Aussitôt que la description devient précise, les conflits apparaissent, les lignes de front se dessinent, on peut mouliner de la politique, alliances et retournements compris. Cela n’a rien à voir ni avec l’enquête objectivante faite de l’extérieur par des statisticiens de passage –les 60 000 cahiers de 1789 sont autant d’autodescriptions – et cela n’a rien à voir non plus avec de la démocratie participative – «Quelles sont vos idées sur ce qu’il faudrait faire?». Sans description préalable des conditions de vie, personne n’a d’idée particulière sur ce qu’il convient de faire. Avoir une position politique, ça dépend d’un travail. Ça ne se communique pas par des Tweet.
D’après les historiens de l’époque, l’autoconstitution du peuple français vient en grande partie de cette procédure. C’est la raison de mon intérêt pour elle: peut-on, en période de réaction généralisée, recharger la politique en permettant aux gens de décrire à nouveau ce qui leur permet de subsister, et donc d’avoir des intérêts, et donc des doléances, et donc une position politique? C’est tout ce processus que je nomme «retour au territoire». Cela n’a rien à voir évidemment avec le «retour à la terre», de triste mémoire...
Je ne vois pas comment pratiquement vous pourriez vérifier si vos hypothèses sont exactes et si cela permettrait à des gens de retrouver, grâce à la description une quelconque assise politique?
Je vous parie le contraire. Si vous m’autorisez à distribuer aux festivaliers qui sont assis devant nous un très simple questionnaire, avec juste trois questions, et que vous leur laissiez une heure ou deux pour y répondre, je vous parie que nous les transformons en partie en une assemblée politique de doléance, simplement parce qu’ils devront se concentrer à nouveau sur cette question de subsistance. Évidemment, le groupe que nous formons ce matin est tout à fait artificiel, personne ne nous a convoqué et personne ne m’a mandaté, mais nous pouvons en faire une approximation. D’ailleurs à Avignon, si c’est un peu du théâtre, cela ne peut pas être retenu contre nous! Ce qui compte, c’est de bien remplir la première question (faites la liste des entités qui assurent votre subsistance) avant de vous précipiter sur la dernière (faites la liste de ce ou ceux qui vous empêchent de prendre soin de votre territoire). J’ai fait déjà plusieurs fois de tels exercices et je sais que sans cela, les premiers participants vont se précipiter l’un pour dire qu’il faut d’abord «renverser le capitalisme» et le suivant qu’il faut «sauver la planète». L’exercice est tout différent. Ne nous précipitons pas sur la version agrégée de la politique avant d’avoir réussi à nous situer sur un territoire concret. L’image de la politique, il faut la recomposer pixel après pixel. N’ayez crainte, tout ce que vous vouliez défendre en parlant de nature, s’y retrouvera forcément.
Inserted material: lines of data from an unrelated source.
// SPDX-License-Identifier: MIT OR Apache-2.0
//! Linear interpolation for tweenable values.

use serde::{Deserialize, Serialize};
use std::ops::Mul;

/// A value that can be linearly interpolated
pub trait Interpolable: Clone {
    /// Interpolate from `self` to `other` with `t` in [0, 1].
    ///
    /// Implementations must return exactly `self` at `t = 0` and exactly
    /// `other` at `t = 1`.
    #[must_use]
    fn lerp(&self, other: &Self, t: f32) -> Self;
}

/// Scalar lerp, exact at both endpoints
pub fn lerp(a: f32, b: f32, t: f32) -> f32 {
    a * (1.0 - t) + b * t
}

impl Interpolable for f32 {
    fn lerp(&self, other: &Self, t: f32) -> Self {
        lerp(*self, *other, t)
    }
}

impl<const N: usize> Interpolable for [f32; N] {
    fn lerp(&self, other: &Self, t: f32) -> Self {
        std::array::from_fn(|i| lerp(self[i], other[i], t))
    }
}

/// 3D vector used for positions and scales
#[derive(Debug, Clone, Copy, PartialEq, Default, Serialize, Deserialize)]
pub struct Vec3 {
    /// X component
    pub x: f32,
    /// Y component
    pub y: f32,
    /// Z component
    pub z: f32,
}

impl Vec3 {
    /// All zeros
    pub const ZERO: Self = Self::new(0.0, 0.0, 0.0);
    /// All ones
    pub const ONE: Self = Self::new(1.0, 1.0, 1.0);

    /// Create a new vector
    pub const fn new(x: f32, y: f32, z: f32) -> Self {
        Self { x, y, z }
    }

    /// Components as an array
    pub fn to_array(self) -> [f32; 3] {
        [self.x, self.y, self.z]
    }
}

impl From<[f32; 3]> for Vec3 {
    fn from([x, y, z]: [f32; 3]) -> Self {
        Self::new(x, y, z)
    }
}

impl Mul<f32> for Vec3 {
    type Output = Vec3;

    fn mul(self, rhs: f32) -> Vec3 {
        Vec3::new(self.x * rhs, self.y * rhs, self.z * rhs)
    }
}

impl Interpolable for Vec3 {
    fn lerp(&self, other: &Self, t: f32) -> Self {
        Vec3::new(
            lerp(self.x, other.x, t),
            lerp(self.y, other.y, t),
            lerp(self.z, other.z, t),
        )
    }
}

/// Linear RGBA color with components in [0, 1]
#[derive(Debug, Clone, Copy, PartialEq, Serialize, Deserialize)]
pub struct Color {
    /// Red
    pub r: f32,
    /// Green
    pub g: f32,
    /// Blue
    pub b: f32,
    /// Alpha
    #[serde(default = "default_alpha")]
    pub a: f32,
}

fn default_alpha() -> f32 {
    1.0
}

impl Color {
    /// Opaque white
    pub const WHITE: Self = Self::rgb(1.0, 1.0, 1.0);
    /// Opaque black
    pub const BLACK: Self = Self::rgb(0.0, 0.0, 0.0);
    /// Opaque red
    pub const RED: Self = Self::rgb(1.0, 0.0, 0.0);
    /// Opaque green
    pub const GREEN: Self = Self::rgb(0.0, 1.0, 0.0);
    /// Opaque blue
    pub const BLUE: Self = Self::rgb(0.0, 0.0, 1.0);

    /// Create a color from RGBA components
    pub const fn rgba(r: f32, g: f32, b: f32, a: f32) -> Self {
        Self { r, g, b, a }
    }

    /// Create an opaque color
    pub const fn rgb(r: f32, g: f32, b: f32) -> Self {
        Self::rgba(r, g, b, 1.0)
    }

    /// Components as an RGBA array
    pub fn to_array(self) -> [f32; 4] {
        [self.r, self.g, self.b, self.a]
    }
}

impl Default for Color {
    fn default() -> Self {
        Self::WHITE
    }
}

impl From<[f32; 4]> for Color {
    fn from([r, g, b, a]: [f32; 4]) -> Self {
        Self::rgba(r, g, b, a)
    }
}

impl Interpolable for Color {
    fn lerp(&self, other: &Self, t: f32) -> Self {
        Color::from(self.to_array().lerp(&other.to_array(), t))
    }
}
Bruno Latour est philosophe et sociologue des sciences, professeur émérite associé au Médialab de Sciences Po. Il a écrit de nombreux ouvrages et articles sur l’anthropologie du monde moderne et sur notre relation à la nature: «Politiques de la nature. Comment faire entrer les sciences en démocratie» (La Découverte, 1999), «Face à Gaïa. Huit conférences sur le nouveau régime climatique» (La Découverte, 2015). Son dernier livre, «Où atterrir? Comment s’orienter en politique» (La Découverte, 2017) est une réflexion sur les moyens intellectuels et politiques de changer un monde où les hommes sont «privés de terre».